### PROBLEM DESCRIPTION
Copy, from the entries below, each line where the word "Self" can be found.

### RECORDED DATA
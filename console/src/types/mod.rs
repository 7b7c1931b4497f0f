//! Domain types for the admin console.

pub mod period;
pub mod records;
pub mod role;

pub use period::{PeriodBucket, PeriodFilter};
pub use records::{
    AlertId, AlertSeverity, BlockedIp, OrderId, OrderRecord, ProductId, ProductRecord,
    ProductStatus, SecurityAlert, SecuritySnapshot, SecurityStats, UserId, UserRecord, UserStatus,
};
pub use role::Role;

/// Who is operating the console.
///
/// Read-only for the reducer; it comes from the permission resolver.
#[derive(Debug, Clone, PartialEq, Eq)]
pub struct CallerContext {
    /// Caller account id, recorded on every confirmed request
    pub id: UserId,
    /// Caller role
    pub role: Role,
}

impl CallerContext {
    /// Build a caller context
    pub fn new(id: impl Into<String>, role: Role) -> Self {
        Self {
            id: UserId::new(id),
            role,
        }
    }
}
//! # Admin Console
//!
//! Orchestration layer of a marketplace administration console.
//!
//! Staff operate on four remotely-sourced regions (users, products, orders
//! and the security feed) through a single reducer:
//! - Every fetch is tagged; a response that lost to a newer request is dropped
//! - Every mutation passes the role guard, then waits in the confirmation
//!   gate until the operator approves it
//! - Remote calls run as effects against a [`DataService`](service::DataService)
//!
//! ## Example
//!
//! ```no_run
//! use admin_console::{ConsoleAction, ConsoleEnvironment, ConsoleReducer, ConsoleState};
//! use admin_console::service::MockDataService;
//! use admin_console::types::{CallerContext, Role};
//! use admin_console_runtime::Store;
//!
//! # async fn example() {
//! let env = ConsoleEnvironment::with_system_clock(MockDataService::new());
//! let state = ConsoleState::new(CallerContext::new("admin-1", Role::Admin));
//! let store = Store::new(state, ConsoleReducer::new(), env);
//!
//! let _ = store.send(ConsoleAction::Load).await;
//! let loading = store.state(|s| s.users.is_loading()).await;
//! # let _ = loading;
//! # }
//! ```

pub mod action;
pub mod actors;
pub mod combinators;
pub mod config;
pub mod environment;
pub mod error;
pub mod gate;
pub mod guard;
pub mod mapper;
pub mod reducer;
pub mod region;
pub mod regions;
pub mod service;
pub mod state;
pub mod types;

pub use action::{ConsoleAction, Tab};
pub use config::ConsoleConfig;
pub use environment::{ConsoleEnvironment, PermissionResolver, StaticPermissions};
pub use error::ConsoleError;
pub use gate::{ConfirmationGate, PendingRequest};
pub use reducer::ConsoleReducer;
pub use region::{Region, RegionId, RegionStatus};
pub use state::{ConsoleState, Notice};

### SOLUTION TO THE PROBLEM
    pub fn new(id: impl Into<String>, role: Role) -> Self {
        Self {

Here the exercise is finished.